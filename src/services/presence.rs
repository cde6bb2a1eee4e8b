//! Desk user presence heartbeats

use std::time::Duration;

use chrono::{DateTime, Utc};
use tokio::{sync::oneshot, task::JoinHandle};

use crate::{
    config::PresenceConfig,
    error::AppResult,
    models::presence::{Presence, PresenceState},
    repository::Repository,
};

#[derive(Clone)]
pub struct PresenceService {
    repository: Repository,
    heartbeat_interval: Duration,
    stale_after: chrono::Duration,
}

impl PresenceService {
    pub fn new(repository: Repository, config: &PresenceConfig) -> Self {
        Self {
            repository,
            heartbeat_interval: config.heartbeat_interval(),
            stale_after: config.stale_after(),
        }
    }

    /// Mark the user online as of now
    pub async fn heartbeat(&self, user_id: &str) -> AppResult<()> {
        self.write(user_id, PresenceState::Online).await
    }

    pub async fn go_offline(&self, user_id: &str) -> AppResult<()> {
        self.write(user_id, PresenceState::Offline).await
    }

    /// Users online whose last heartbeat is within the stale window
    pub async fn online_users(&self, now: DateTime<Utc>) -> AppResult<Vec<Presence>> {
        let entries = self.repository.presence.list().await?;
        Ok(entries
            .into_iter()
            .filter(|p| {
                p.state == PresenceState::Online && now - p.last_changed <= self.stale_after
            })
            .collect())
    }

    /// Write a heartbeat every interval until the handle is stopped or dropped
    pub fn start_heartbeat(&self, user_id: impl Into<String>) -> HeartbeatHandle {
        let user_id = user_id.into();
        let (stop_tx, mut stop_rx) = oneshot::channel::<()>();
        let service = self.clone();
        let task_user = user_id.clone();

        let task = tokio::spawn(async move {
            let mut ticker = tokio::time::interval(service.heartbeat_interval);
            ticker.set_missed_tick_behavior(tokio::time::MissedTickBehavior::Delay);
            loop {
                tokio::select! {
                    _ = &mut stop_rx => break,
                    _ = ticker.tick() => {
                        if let Err(e) = service.heartbeat(&task_user).await {
                            tracing::warn!("Presence heartbeat for {} failed: {}", task_user, e);
                        }
                    }
                }
            }
        });

        tracing::debug!("Started presence heartbeat for {}", user_id);
        HeartbeatHandle {
            user_id,
            service: self.clone(),
            stop: Some(stop_tx),
            task: Some(task),
        }
    }

    async fn write(&self, user_id: &str, state: PresenceState) -> AppResult<()> {
        self.repository
            .presence
            .set(Presence {
                user_id: user_id.to_string(),
                state,
                last_changed: Utc::now(),
            })
            .await
    }
}

/// Running heartbeat task for one user
pub struct HeartbeatHandle {
    user_id: String,
    service: PresenceService,
    stop: Option<oneshot::Sender<()>>,
    task: Option<JoinHandle<()>>,
}

impl HeartbeatHandle {
    pub fn user_id(&self) -> &str {
        &self.user_id
    }

    /// Stop heartbeating and mark the user offline
    pub async fn stop(mut self) -> AppResult<()> {
        if let Some(stop) = self.stop.take() {
            let _ = stop.send(());
        }
        if let Some(task) = self.task.take() {
            let _ = task.await;
        }
        self.service.go_offline(&self.user_id).await?;
        tracing::debug!("Stopped presence heartbeat for {}", self.user_id);
        Ok(())
    }
}

impl Drop for HeartbeatHandle {
    fn drop(&mut self) {
        if let Some(task) = self.task.take() {
            task.abort();
        }
    }
}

++++++

ACTIVITY: Across the data, find each line that has "chrono" in it and copy that line.

YOUR RESPONSE:
use chrono::{DateTime, Utc};
    stale_after: chrono::Duration,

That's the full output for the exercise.